So it sounds as if, to your thinking,
most useful apps are also trivial.
Unless each key on my keyboard were
(to the apps) distinct event sources,
I can't think of any of my usual job
mix that would need hundreds, or even
tens, of async requests; perhaps you
can explain how nontrivial apps will
be compellingly useful?
> but it's still not built in, who knows when it will be. The point is it's
> not portable in either case.
Does that lack of portability imply it
isn't generally useful? (When it was
apparent that TCP networks were useful,
berkeley sockets could be found even
on VMS and Win 3.1 boxen)
Why would early Unix have run with the
idea that, if one wishes to do multiple
things at the same time, one can use a
group of processes to do them?
- they had Multics as a counterexample?
- in the days of tiny memories and tapes,
people were more accustomed to writing
programs that didn't run entirely in a
single address space?
- one is a great number for an interface,
as log(1) is 0, and specification can
be implicit?
- some combination of the above?
Now, as Hoare says:
> There are two ways of constructing a software design. One way is to make
> it so simple that there are obviously no deficiencies and the other is to
> make it so complicated that there are no obvious deficiencies.

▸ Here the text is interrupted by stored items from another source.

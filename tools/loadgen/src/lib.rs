//! Data Seeding & Load Generation Tools
//!
//! Seeds an exchange deployment with users, tokens, cash and stock, then
//! drives it with a swarm of virtual users. Every seeding call goes through a
//! retrying executor whose outcome is classified and counted per record.
//!
//! # Modules
//! - `config`: Target address, timeouts and retry policy
//! - `endpoints`: Exchange API endpoints
//! - `transport`: HTTP transport seam
//! - `retry`: Retry state machine
//! - `executor`: Resilient action executor
//! - `credentials`: Colon-delimited credential and seed files
//! - `jwt`: Access-token subject extraction
//! - `batch`: Sequential batch runner and summary
//! - `jobs`: Wallet creation, cash deposit and stock reservation batches
//! - `login`: Token acquisition for seed users
//! - `seed`: Seed-user generation
//! - `scenario`: Virtual-user swarm
//! - `metrics`: Per-endpoint request counters and latency histograms
//! - `report`: JSON run report export

pub mod config;
pub mod endpoints;
pub mod transport;
pub mod retry;
pub mod executor;
pub mod credentials;
pub mod jwt;
pub mod batch;
pub mod jobs;
pub mod login;
pub mod seed;
pub mod scenario;
pub mod metrics;
pub mod report;

#[cfg(test)]
mod testing;

/// Crate version constant
pub const VERSION: &str = "1.0.0";
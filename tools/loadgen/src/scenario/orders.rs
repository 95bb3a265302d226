//! Order generator
//!
//! Generates limit orders on a fixed tick grid with a seeded RNG, and buy/sell
//! pairs shaped to provoke a full fill, a partial fill or no fill at all.

use super::ScenarioError;
use rand::Rng;
use rand::SeedableRng;
use rand_chacha::ChaCha8Rng;
use serde::{Deserialize, Serialize};
use types::ids::StockId;
use types::order::{FillIntent, OrderPair, OrderRequest, Side};

/// Configuration for generated orders.
#[derive(Debug, Clone, PartialEq, Eq, Serialize, Deserialize)]
pub struct OrderGeneratorConfig {
    pub stock_id: StockId,
    /// Lowest price drawn before snapping to the tick grid
    pub min_price: u64,
    pub max_price: u64,
    pub tick_size: u64,
    pub min_quantity: u64,
    pub max_quantity: u64,
}

impl Default for OrderGeneratorConfig {
    fn default() -> Self {
        Self {
            stock_id: StockId(1),
            min_price: 66_500,
            max_price: 73_500,
            tick_size: 100,
            min_quantity: 1,
            max_quantity: 10,
        }
    }
}

impl OrderGeneratorConfig {
    pub fn validate(&self) -> Result<(), ScenarioError> {
        if self.tick_size == 0 {
            return Err(ScenarioError::InvalidOrderConfig("tick size must be positive".into()));
        }
        if self.min_price > self.max_price {
            return Err(ScenarioError::InvalidOrderConfig(format!(
                "price band is empty: [{}, {}]",
                self.min_price, self.max_price
            )));
        }
        if self.min_price < self.tick_size {
            return Err(ScenarioError::InvalidOrderConfig(
                "minimum price must be at least one tick".into(),
            ));
        }
        if self.min_quantity == 0 || self.min_quantity > self.max_quantity {
            return Err(ScenarioError::InvalidOrderConfig(format!(
                "quantity range is invalid: [{}, {}]",
                self.min_quantity, self.max_quantity
            )));
        }
        Ok(())
    }

    /// Snap `price` down to the nearest tick multiple
    pub fn snap(&self, price: u64) -> u64 {
        price / self.tick_size * self.tick_size
    }

    /// Middle of the band, on the tick grid
    pub fn mid_price(&self) -> u64 {
        self.snap(self.min_price + (self.max_price - self.min_price) / 2)
    }
}

/// Seeded order generator, one per virtual user.
pub struct OrderGenerator {
    pub config: OrderGeneratorConfig,
    pub orders_generated: usize,
    rng: ChaCha8Rng,
}

impl OrderGenerator {
    /// Create a new generator with a deterministic seed.
    pub fn new(config: OrderGeneratorConfig, seed: u64) -> Result<Self, ScenarioError> {
        config.validate()?;
        Ok(Self {
            config,
            orders_generated: 0,
            rng: ChaCha8Rng::seed_from_u64(seed),
        })
    }

    /// Uniform price in the band, snapped down to the tick grid.
    pub fn tick_price(&mut self) -> u64 {
        let raw = self.rng.gen_range(self.config.min_price..=self.config.max_price);
        self.config.snap(raw)
    }

    pub fn quantity(&mut self) -> u64 {
        self.rng.gen_range(self.config.min_quantity..=self.config.max_quantity)
    }

    pub fn side(&mut self) -> Side {
        if self.rng.gen_bool(0.5) {
            Side::BUY
        } else {
            Side::SELL
        }
    }

    fn order(&mut self, side: Side, price: u64, quantity: u64) -> OrderRequest {
        self.orders_generated += 1;
        OrderRequest {
            stock_id: self.config.stock_id,
            side,
            price,
            quantity,
        }
    }

    /// Random side, tick price and quantity.
    pub fn random_order(&mut self) -> OrderRequest {
        let side = self.side();
        let price = self.tick_price();
        let quantity = self.quantity();
        self.order(side, price, quantity)
    }

    /// Same price and quantity on both sides.
    pub fn full_fill_pair(&mut self) -> OrderPair {
        let price = self.tick_price();
        let quantity = self.quantity();
        OrderPair {
            intent: FillIntent::FullFill,
            buy: self.order(Side::BUY, price, quantity),
            sell: self.order(Side::SELL, price, quantity),
        }
    }

    /// Same price, different quantities. Falls back to a full fill when the
    /// quantity range holds a single value.
    pub fn partial_fill_pair(&mut self) -> OrderPair {
        let price = self.tick_price();
        let (min, max) = (self.config.min_quantity, self.config.max_quantity);
        if min == max {
            let buy = self.order(Side::BUY, price, min);
            let sell = self.order(Side::SELL, price, min);
            return OrderPair { intent: FillIntent::FullFill, buy, sell };
        }

        let buy_quantity = self.quantity();
        // draw from the range minus `buy_quantity`
        let mut sell_quantity = self.rng.gen_range(min..max);
        if sell_quantity >= buy_quantity {
            sell_quantity += 1;
        }
        OrderPair {
            intent: FillIntent::PartialFill,
            buy: self.order(Side::BUY, price, buy_quantity),
            sell: self.order(Side::SELL, price, sell_quantity),
        }
    }

    /// Bid strictly below the band mid, ask strictly above it.
    pub fn no_fill_pair(&mut self) -> OrderPair {
        let tick = self.config.tick_size;
        let mid = self.config.mid_price();
        let floor = self.config.snap(self.config.min_price).max(tick);

        let buy_price = self.tick_price().min(mid.saturating_sub(tick)).max(floor);
        let sell_price = self.tick_price().max(mid + tick).max(buy_price + tick);
        let buy_quantity = self.quantity();
        let sell_quantity = self.quantity();
        OrderPair {
            intent: FillIntent::NoFill,
            buy: self.order(Side::BUY, buy_price, buy_quantity),
            sell: self.order(Side::SELL, sell_price, sell_quantity),
        }
    }
}
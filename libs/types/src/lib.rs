//! Types library for the exchange load-test tooling
//!
//! Plain data shared by the seeding scripts, the batch runner and the
//! virtual-user swarm. Nothing in here performs I/O.
//!
//! # Modules
//! - `ids`: Session and wallet identifiers
//! - `credential`: Credential and seed-user records
//! - `outcome`: Classified result of one resilient HTTP action
//! - `tally`: Success/failure counters for a batch run
//! - `order`: Order side and order placement request
//! - `api`: Request/response bodies of the exchange HTTP API
//! - `errors`: Error taxonomy

pub mod ids;
pub mod credential;
pub mod outcome;
pub mod tally;
pub mod order;
pub mod api;
pub mod errors;

// Library version constant
pub const LIB_VERSION: &str = "1.0.0";

/// Prelude module for convenient imports
pub mod prelude {
    pub use crate::ids::*;
    pub use crate::credential::*;
    pub use crate::outcome::*;
    pub use crate::tally::*;
    pub use crate::order::*;
    pub use crate::api::*;
    pub use crate::errors::*;
}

As programmers, we've been able to make
our lives complicated for at least half
a century; the hardware interrupt gives
us the rope.
Part of Dijkstra's inspiration for THE
was the counterexample of IBM's multi-
programmed boxes (were these the same
ones that inspired Mythical Man Month?)
and I suppose he would say the question
is how not to make a mess of it -- how
should we structure computations so if
we try to do ten times as many things
at the same time, reasoning about the
resulting system is at most ten times
more complex -- not one hundred, and
certainly not three and a half million
times more.
Compared to that project, the prospect
of writing a driver library for various
vendors' aio implementations seems to
be truly trivial.
-Dave
(Oracle, in their quest for portability,
used to use raw disks for the database.
This finessed the filesystem issue; did
it also allow them to roll their own set
of async drivers?)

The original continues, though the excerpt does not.